Install Calico networking and network policy for on-premises deployments
5 MINUTE READ
Big picture
Install Calico to provide both networking and network policy for self-managed on-premises deployments.
Value
Calico networking and network policy are a powerful choice for a CaaS implementation. If you have the networking infrastructure and resources to manage Kubernetes on-premises, installing the full Calico product provides the most customization and control.
Features
This how-to guide uses the following Calico features:
calico/node
Typha
Concepts
Calico manifests
Calico provides manifests for easy customization. Each manifest contains the necessary resources for installing Calico on each node in your Kubernetes cluster. You may want to customize the Calico manifests before installing Calico on nodes.
The Kubernetes API datastore is the recommended datastore for Kubernetes workloads.
Note: The etcd database is not recommended for new installs. However, it is an option if you are running Calico as the network plugin for both OpenStack and Kubernetes.
Install Calico on nodes
Based on your datastore and number of nodes, select a link below to install Calico.
Note: The option, Kubernetes API datastore, more than 50 nodes provides scaling using Typha daemon. Typha is not included for etcd because etcd already handles many clients so using Typha is redundant and not recommended.
If you are using pod CIDR 192.168.0.0/16, skip to the next step. If you are using a different pod CIDR with kubeadm, no changes are required - Calico will automatically detect the CIDR based on the running configuration. For other platforms, make sure you uncomment the CALICO_IPV4POOL_CIDR variable in the manifest and set it to the same value as your chosen pod CIDR.
Customize the manifest as necessary.
Apply the manifest using the following command.
kubectl apply -f calico.yaml
The geeky details of what you get:
Policy
Calico
Calico Policy
Kubernetes network policies are implemented by network plugins rather than Kubernetes itself. Simply creating a network policy resource without a network plugin to implement it, will have no effect on network traffic.
The Calico plugin implements the full set of Kubernetes network policy features. In addition, Calico supports Calico network policies, providing additional features and capabilities beyond Kubernetes network policies. Kubernetes and Calico network policies work together seamlessly, so you can choose whichever is right for you, and mix and match as desired.
IPAM
Calico
Calico IPAM
How Kubernetes assigns IP address to pods is determined by the IPAM (IP Address Management) plugin being used.
The Calico IPAM plugin dynamically allocates small blocks of IP addresses to nodes as required, to give efficient overall use of the available IP address space. In addition, Calico IPAM supports advanced features such as multiple IP pools, the ability to specify a specific IP address range that a namespace or pod should use, or even the specific IP address a pod should use.
CNI
Calico
Calico CNI
The CNI (Container Network Interface) plugin being used by Kubernetes determines the details of exactly how pods are connected to the underlying network.

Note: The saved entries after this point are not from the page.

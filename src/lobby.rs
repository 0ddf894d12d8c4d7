// Match orchestration: lineup check, queue, simulate, rate.

use std::sync::Arc;
use std::time::Duration;

use chrono::Utc;

use crate::metrics;
use crate::queue::{notify, EnqueueOutcome, MatchQueue, QueueEntry, QueueNotice, ReplySink};
use crate::rating::{RatingChange, RatingError, RatingService};
use crate::sim::{self, MatchResult};
use crate::squad::{Lineup, SquadAssembler, SquadError};

pub use crate::queue::MatchMode;

#[derive(Debug, thiserror::Error)]
pub enum LobbyError {
    #[error("{player} has only {filled} of 11 slots filled")]
    IncompleteLineup { player: String, filled: usize },
    #[error(transparent)]
    Squad(#[from] SquadError),
}

/// Everything produced by one played match.
#[derive(Debug)]
pub struct MatchReport {
    pub scope: String,
    pub mode: MatchMode,
    pub home: String,
    pub away: String,
    pub result: MatchResult,
    /// `None` for friendlies. A failed update never discards `result`.
    pub rating: Option<Result<RatingChange, RatingError>>,
}

impl MatchReport {
    pub fn finished_notice(&self) -> QueueNotice {
        let (rating, rating_error) = match &self.rating {
            Some(Ok(change)) => (Some(change.clone()), None),
            Some(Err(e)) => (None, Some(e.to_string())),
            None => (None, None),
        };
        QueueNotice::Finished {
            result: self.result.clone(),
            rating,
            rating_error,
        }
    }
}

/// What happened when a player asked for a match.
#[derive(Debug)]
pub enum LobbyOutcome {
    AlreadyQueued,
    Waiting(QueueEntry),
    /// Paired and played. `opponent` is the entry that was waiting (the home side).
    Played {
        opponent: QueueEntry,
        report: MatchReport,
    },
}

#[derive(Clone)]
pub struct MatchService {
    squads: SquadAssembler,
    ratings: RatingService,
    queue: MatchQueue,
}

impl MatchService {
    pub fn new(squads: SquadAssembler, ratings: RatingService, queue: MatchQueue) -> Self {
        Self {
            squads,
            ratings,
            queue,
        }
    }

    pub fn squads(&self) -> &SquadAssembler {
        &self.squads
    }

    pub fn ratings(&self) -> &RatingService {
        &self.ratings
    }

    pub fn queue(&self) -> &MatchQueue {
        &self.queue
    }

    /// Hydrate a lineup and require every slot to be filled.
    pub async fn ready_lineup(&self, scope: &str, player: &str) -> Result<Lineup, LobbyError> {
        let lineup = self.squads.hydrate(scope, player).await?;
        if !lineup.is_complete() {
            return Err(LobbyError::IncompleteLineup {
                player: player.to_string(),
                filled: lineup.filled_count(),
            });
        }
        Ok(lineup)
    }

    /// Check the lineup, then pair with a waiting player or join the queue.
    ///
    /// When paired, the waiting player plays at home and the match runs
    /// immediately. If the match cannot start the waiting player is told why.
    pub async fn find_match(
        &self,
        scope: &str,
        mode: MatchMode,
        player: &str,
        sink: Arc<dyn ReplySink>,
    ) -> Result<LobbyOutcome, LobbyError> {
        self.ready_lineup(scope, player).await?;

        match self.queue.enqueue_or_match(scope, mode, player, sink) {
            EnqueueOutcome::AlreadyQueued => Ok(LobbyOutcome::AlreadyQueued),
            EnqueueOutcome::Queued(entry) => Ok(LobbyOutcome::Waiting(entry)),
            EnqueueOutcome::Matched(opponent) => {
                match self.play(scope, mode, &opponent.player_id, player).await {
                    Ok(report) => Ok(LobbyOutcome::Played { opponent, report }),
                    Err(e) => {
                        notify(
                            opponent.sink.as_ref(),
                            QueueNotice::Error {
                                message: format!("match could not start: {e}"),
                            },
                        );
                        Err(e)
                    }
                }
            }
        }
    }

    /// Play a match with a freshly derived seed.
    pub async fn play(
        &self,
        scope: &str,
        mode: MatchMode,
        home: &str,
        away: &str,
    ) -> Result<MatchReport, LobbyError> {
        let seed = sim::derive_seed(Utc::now(), scope, home, away, mode.as_str());
        self.play_seeded(scope, mode, home, away, seed).await
    }

    /// Play a match with a fixed seed. Same lineups and seed give the same result.
    pub async fn play_seeded(
        &self,
        scope: &str,
        mode: MatchMode,
        home: &str,
        away: &str,
        seed: u32,
    ) -> Result<MatchReport, LobbyError> {
        let home_lineup = self.ready_lineup(scope, home).await?;
        let away_lineup = self.ready_lineup(scope, away).await?;

        let result = sim::simulate(&home_lineup, &away_lineup, seed);
        metrics::MATCHES_SIMULATED_TOTAL
            .with_label_values(&[mode.as_str()])
            .inc();
        metrics::GOALS_PER_MATCH
            .observe((result.final_score.home + result.final_score.away) as f64);
        tracing::info!(
            scope,
            mode = %mode,
            home,
            away,
            seed,
            score = %format!("{}-{}", result.final_score.home, result.final_score.away),
            "Match simulated"
        );

        let rating = if mode.is_ranked() {
            Some(
                self.ratings
                    .apply_result(home, away, result.outcome.for_home())
                    .await,
            )
        } else {
            None
        };

        Ok(MatchReport {
            scope: scope.to_string(),
            mode,
            home: home.to_string(),
            away: away.to_string(),
            result,
            rating,
        })
    }
}

/// Reveal a played match to every sink checkpoint by checkpoint, then send the final notice.
pub async fn broadcast_reveal(report: &MatchReport, sinks: &[Arc<dyn ReplySink>], pace: Duration) {
    sim::reveal(&report.result, pace, |snapshot| {
        for sink in sinks {
            notify(sink.as_ref(), QueueNotice::Snapshot(snapshot.clone()));
        }
    })
    .await;

    let finished = report.finished_notice();
    for sink in sinks {
        notify(sink.as_ref(), finished.clone());
    }
}
#[cfg(test)]
mod tests {
    use super::test_support::*;
    use super::*;
    use crate::cards::Rarity;

    async fn setup(cards: Vec<Card>) -> (Arc<Database>, SquadAssembler) {
        let db = Arc::new(Database::in_memory().await.unwrap());
        let assembler = SquadAssembler::new(db.clone(), Arc::new(pool(cards)));
        (db, assembler)
    }

    #[tokio::test]
    async fn test_hydrate_new_squad_is_empty_default() {
        let (_db, squads) = setup(vec![]).await;
        let lineup = squads.hydrate("g", "p").await.unwrap();
        assert_eq!(lineup.formation_id, "4-3-3");
        assert_eq!(lineup.slots.len(), 11);
        assert_eq!(lineup.overall, 0);
        assert!(!lineup.is_complete());
    }

    #[tokio::test]
    async fn test_set_slot_validation_errors() {
        let mut cards = vec![card("st", "Striker One", "ST", 80, Rarity::Rare)];
        cards.push(card("cb", "Centre Back", "CB", 75, Rarity::Common));
        let (db, squads) = setup(cards).await;
        db.set_card_count("g", "p", "st", 1).await.unwrap();
        db.set_card_count("g", "p", "ghost", 1).await.unwrap();

        let err = squads.set_slot("g", "p", "XX", "st").await.unwrap_err();
        assert!(matches!(err, SquadError::SlotInvalid { .. }));

        let err = squads.set_slot("g", "p", "LCB", "cb").await.unwrap_err();
        assert!(matches!(err, SquadError::CardNotOwned { .. }));

        let err = squads.set_slot("g", "p", "ST", "ghost").await.unwrap_err();
        assert!(matches!(err, SquadError::CardUnknown { .. }));

        let err = squads.set_slot("g", "p", "GK", "st").await.unwrap_err();
        match &err {
            SquadError::PositionMismatch { position, allowed, .. } => {
                assert_eq!(*position, Position::ST);
                assert_eq!(allowed, &vec![Position::GK]);
            }
            other => panic!("unexpected error: {other:?}"),
        }
        assert_eq!(
            err.to_string(),
            "Striker One plays ST, but slot GK only accepts GK"
        );
        assert!(err.is_validation());

        assert!(db.squad_slots("g", "p").await.unwrap().is_empty());
    }

    #[tokio::test]
    async fn test_set_slot_overwrites_idempotently() {
        let cards = vec![
            card("a", "Alpha", "ST", 80, Rarity::Rare),
            card("b", "Bravo", "CF", 82, Rarity::Rare),
        ];
        let (db, squads) = setup(cards).await;
        db.set_card_count("g", "p", "a", 1).await.unwrap();
        db.set_card_count("g", "p", "b", 1).await.unwrap();

        squads.set_slot("g", "p", "ST", "a").await.unwrap();
        squads.set_slot("g", "p", "ST", "a").await.unwrap();
        squads.set_slot("g", "p", "ST", "b").await.unwrap();

        let slots = db.squad_slots("g", "p").await.unwrap();
        assert_eq!(slots.len(), 1);
        assert_eq!(slots["ST"], "b");
    }

    #[tokio::test]
    async fn test_single_copy_cannot_fill_two_slots() {
        let cards = vec![card("cb", "Stopper", "CB", 78, Rarity::Epic)];
        let (db, squads) = setup(cards).await;
        db.set_card_count("g", "p", "cb", 1).await.unwrap();

        squads.set_slot("g", "p", "LCB", "cb").await.unwrap();
        let err = squads.set_slot("g", "p", "RCB", "cb").await.unwrap_err();
        match err {
            SquadError::InsufficientDuplicates { owned, needed, .. } => {
                assert_eq!(owned, 1);
                assert_eq!(needed, 2);
            }
            other => panic!("unexpected error: {other:?}"),
        }
    }

    #[tokio::test]
    async fn test_same_real_player_rejected_across_cards() {
        let mut base = card("cb-base", "Virgil van Dijk", "CB", 86, Rarity::Rare);
        base.player_id = Some("vvd".into());
        let mut promo = card("cb-promo", "V. van Dijk", "CB", 90, Rarity::Legendary);
        promo.player_id = Some("vvd".into());
        let renamed = card("cb-plain", "VIRGIL VAN-DIJK", "CB", 84, Rarity::Common);
        let (db, squads) = setup(vec![base, promo, renamed]).await;
        for id in ["cb-base", "cb-promo", "cb-plain"] {
            db.set_card_count("g", "p", id, 2).await.unwrap();
        }

        squads.set_slot("g", "p", "LCB", "cb-base").await.unwrap();

        let err = squads.set_slot("g", "p", "RCB", "cb-promo").await.unwrap_err();
        assert!(matches!(err, SquadError::PlayerAlreadyFielded { ref slot, .. } if slot == "LCB"));

        // Two owned copies still cannot field the same player twice.
        let err = squads.set_slot("g", "p", "RCB", "cb-base").await.unwrap_err();
        assert!(matches!(err, SquadError::PlayerAlreadyFielded { .. }));

        // A card without an external id still matches on the normalized name.
        let err = squads.set_slot("g", "p", "RCB", "cb-plain").await.unwrap_err();
        assert!(matches!(err, SquadError::PlayerAlreadyFielded { ref slot, .. } if slot == "LCB"));
        assert_eq!(db.squad_slots("g", "p").await.unwrap().len(), 1);
    }

    #[tokio::test]
    async fn test_name_match_blocks_card_with_external_id() {
        let plain = card("cb-plain", "VIRGIL VAN-DIJK", "CB", 84, Rarity::Common);
        let mut keyed = card("cb-keyed", "Virgil van Dijk", "CB", 86, Rarity::Rare);
        keyed.player_id = Some("vvd".into());
        let (db, squads) = setup(vec![plain, keyed]).await;
        db.set_card_count("g", "p", "cb-plain", 1).await.unwrap();
        db.set_card_count("g", "p", "cb-keyed", 1).await.unwrap();

        squads.set_slot("g", "p", "LCB", "cb-plain").await.unwrap();
        let err = squads.set_slot("g", "p", "RCB", "cb-keyed").await.unwrap_err();
        assert!(matches!(err, SquadError::PlayerAlreadyFielded { .. }));
    }

    #[tokio::test]
    async fn test_formation_switch_keeps_shared_keys() {
        let cards = full_433("h", 80);
        let (db, squads) = setup(cards.clone()).await;
        for c in &cards {
            db.set_card_count("g", "p", &c.id, 1).await.unwrap();
        }
        let lineup = squads.auto_fill("g", "p", "4-3-3").await.unwrap();
        assert!(lineup.is_complete());
        let before = db.squad_slots("g", "p").await.unwrap();

        let applied = squads.set_formation("g", "p", "4-4-2").await.unwrap();
        assert_eq!(applied.id, "4-4-2");

        let after = db.squad_slots("g", "p").await.unwrap();
        assert!(!after.contains_key("RW"));
        for (key, card_id) in &before {
            if applied.has_slot(key) {
                assert_eq!(after.get(key), Some(card_id), "slot {key} should be kept");
            } else {
                assert!(!after.contains_key(key));
            }
        }
        assert_eq!(squads.hydrate("g", "p").await.unwrap().formation_id, "4-4-2");
    }

    #[tokio::test]
    async fn test_unknown_formation_falls_back_to_default() {
        let (_db, squads) = setup(vec![]).await;
        let applied = squads.set_formation("g", "p", "2-2-6").await.unwrap();
        assert_eq!(applied.id, "4-3-3");
    }

    #[tokio::test]
    async fn test_auto_fill_prefers_overall_then_rarity_then_name() {
        let cards = vec![
            card("st-1", "Zed", "ST", 85, Rarity::Common),
            card("st-2", "Amy", "ST", 85, Rarity::Epic),
            card("st-3", "Bob", "ST", 85, Rarity::Epic),
            card("st-4", "Cat", "ST", 90, Rarity::Common),
        ];
        let (db, squads) = setup(cards).await;
        for id in ["st-1", "st-2", "st-3", "st-4"] {
            db.set_card_count("g", "p", id, 1).await.unwrap();
        }

        // 4-4-2 has two striker slots: LST then RST.
        let lineup = squads.auto_fill("g", "p", "4-4-2").await.unwrap();
        let picked: HashMap<_, _> = lineup
            .slots
            .iter()
            .filter_map(|s| s.card.as_ref().map(|c| (s.key.as_str(), c.id.as_str())))
            .collect();
        assert_eq!(picked["LST"], "st-4");
        assert_eq!(picked["RST"], "st-2");
        assert_eq!(picked.len(), 2);
    }

    #[tokio::test]
    async fn test_auto_fill_is_greedy_without_backtracking() {
        // Both CMs go to the holding slots first, so the CAM slot stays empty even
        // though putting the CDM in a holding slot would have filled all three.
        let cards = vec![
            card("cm-1", "Maestro", "CM", 90, Rarity::Rare),
            card("cm-2", "Engine", "CM", 88, Rarity::Rare),
            card("cdm", "Anchor", "CDM", 70, Rarity::Rare),
        ];
        let (db, squads) = setup(cards).await;
        for id in ["cm-1", "cm-2", "cdm"] {
            db.set_card_count("g", "p", id, 1).await.unwrap();
        }

        let lineup = squads.auto_fill("g", "p", "4-2-3-1").await.unwrap();
        let by_key = |key: &str| {
            lineup
                .slots
                .iter()
                .find(|s| s.key == key)
                .and_then(|s| s.card.as_ref().map(|c| c.id.clone()))
        };
        assert_eq!(by_key("LDM").as_deref(), Some("cm-1"));
        assert_eq!(by_key("RDM").as_deref(), Some("cm-2"));
        assert_eq!(by_key("CAM"), None);
        assert_eq!(lineup.filled_count(), 2);
    }

    #[tokio::test]
    async fn test_auto_fill_never_repeats_identity() {
        let mut cards = full_433("x", 75);
        let mut dup = card("x-dup", "x Player 9", "ST", 95, Rarity::Legendary);
        dup.player_id = None;
        cards.push(dup);
        let (db, squads) = setup(cards.clone()).await;
        for c in &cards {
            db.set_card_count("g", "p", &c.id, 3).await.unwrap();
        }

        let lineup = squads.auto_fill("g", "p", "4-3-3").await.unwrap();
        let starters = lineup.starters();
        for (i, a) in starters.iter().enumerate() {
            for b in &starters[i + 1..] {
                assert!(!a.same_player(b), "{} and {} are the same player", a.name, b.name);
            }
        }

        // The higher-rated duplicate identity wins the ST slot.
        let st = lineup.slots.iter().find(|s| s.key == "ST").unwrap();
        assert_eq!(st.card.as_ref().unwrap().id, "x-dup");
    }

    #[tokio::test]
    async fn test_auto_fill_mixed_identity_keys() {
        // The id-less card shares a name with the keyed one; only one may start.
        let mut keyed = card("st-keyed", "Erling Haaland", "ST", 91, Rarity::Epic);
        keyed.player_id = Some("eh9".into());
        let plain = card("st-plain", "erling  haaland", "ST", 93, Rarity::Common);
        let other = card("st-other", "Backup Nine", "ST", 70, Rarity::Common);
        let (db, squads) = setup(vec![keyed, plain, other]).await;
        for id in ["st-keyed", "st-plain", "st-other"] {
            db.set_card_count("g", "p", id, 1).await.unwrap();
        }

        let lineup = squads.auto_fill("g", "p", "4-4-2").await.unwrap();
        let picked: HashMap<_, _> = lineup
            .slots
            .iter()
            .filter_map(|s| s.card.as_ref().map(|c| (s.key.as_str(), c.id.as_str())))
            .collect();
        assert_eq!(picked["LST"], "st-plain");
        assert_eq!(picked["RST"], "st-other");
    }

    #[tokio::test]
    async fn test_auto_fill_name_order_is_locale_aware() {
        let cards = vec![
            card("st-z", "Zed", "ST", 85, Rarity::Rare),
            card("st-e", "Émile", "ST", 85, Rarity::Rare),
        ];
        let (db, squads) = setup(cards).await;
        db.set_card_count("g", "p", "st-z", 1).await.unwrap();
        db.set_card_count("g", "p", "st-e", 1).await.unwrap();

        let lineup = squads.auto_fill("g", "p", "4-3-3").await.unwrap();
        let st = lineup.slots.iter().find(|s| s.key == "ST").unwrap();
        assert_eq!(st.card.as_ref().unwrap().id, "st-e");
    }

    #[test]
    fn test_candidate_order_collates_accents() {
        let collator = name_collator();
        assert!(collator.is_some());
        let names = ["Zoë", "émile", "Ángel", "bruno", "Émile", "Zed"];
        let mut cards: Vec<Card> = names
            .iter()
            .enumerate()
            .map(|(i, n)| card(&format!("c{i}"), n, "ST", 80, Rarity::Rare))
            .collect();
        cards.sort_by(|a, b| candidate_order(a, b, collator.as_ref()));
        let sorted: Vec<&str> = cards.iter().map(|c| c.name.as_str()).collect();
        assert_eq!(sorted, vec!["Ángel", "bruno", "émile", "Émile", "Zed", "Zoë"]);
    }

    #[tokio::test]
    async fn test_auto_fill_is_deterministic() {
        let cards = full_433("d", 77);
        let (db, squads) = setup(cards.clone()).await;
        for c in &cards {
            db.set_card_count("g", "p", &c.id, 1).await.unwrap();
        }
        let first = squads.auto_fill("g", "p", "4-3-3").await.unwrap();
        let second = squads.auto_fill("g", "p", "4-3-3").await.unwrap();
        let ids = |l: &Lineup| -> Vec<Option<String>> {
            l.slots.iter().map(|s| s.card.as_ref().map(|c| c.id.clone())).collect()
        };
        assert_eq!(ids(&first), ids(&second));
    }

    #[tokio::test]
    async fn test_remove_and_clear() {
        let cards = full_433("r", 70);
        let (db, squads) = setup(cards.clone()).await;
        for c in &cards {
            db.set_card_count("g", "p", &c.id, 1).await.unwrap();
        }
        squads.auto_fill("g", "p", "4-3-3").await.unwrap();

        squads.remove_slot("g", "p", "ST").await.unwrap();
        squads.remove_slot("g", "p", "ST").await.unwrap();
        let lineup = squads.hydrate("g", "p").await.unwrap();
        assert_eq!(lineup.filled_count(), 10);

        squads.clear_squad("g", "p").await.unwrap();
        let lineup = squads.hydrate("g", "p").await.unwrap();
        assert_eq!(lineup.filled_count(), 0);
        assert_eq!(lineup.formation_id, "4-3-3");
    }

    #[test]
    fn test_lineup_overall_is_rounded_mean() {
        let formation = formation_or_default("4-3-3");
        let mut assigned = HashMap::new();
        assigned.insert("GK".to_string(), card("a", "A", "GK", 80, Rarity::Rare));
        assigned.insert("ST".to_string(), card("b", "B", "ST", 83, Rarity::Rare));
        let lineup = Lineup::new(formation, assigned);
        // (80 + 83) / 2 = 81.5
        assert_eq!(lineup.overall, 82);
        assert_eq!(lineup.filled_count(), 2);
    }
}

The Calico CNI plugin connects pods to the host networking using L3 routing, without the need for an L2 bridge. This is simple and easy to understand, and more efficient than other common alternatives such as kubenet or flannel.
Overlay
IPIP
IPIP Overlay
An overlay network allows pods to communicate between nodes without the underlying network being aware of the pods or pod IP addresses.
Packets between pods on different nodes are encapsulated using IPIP, wrapping each original packet in an outer packet that uses node IPs, and hiding the pod IPs of the inner packet. This can be done very efficiently by the Linux kernel, but it still represents a small overhead, which you might want to avoid if running particularly network intensive workloads.
For completeness, in contrast, operating without using an overlay provides the highest performance network. The packets that leave your pods are the packets that go on the wire.
Routing
BGP
BGP Routing
BGP (Border Gateway Protocol) is used to dynamically program routes for pod traffic between nodes.
BGP is a standards-based routing protocol used to build the internet. It scales exceptionally well, and even the largest Kubernetes clusters represent a tiny amount of load compared to what BGP can cope with.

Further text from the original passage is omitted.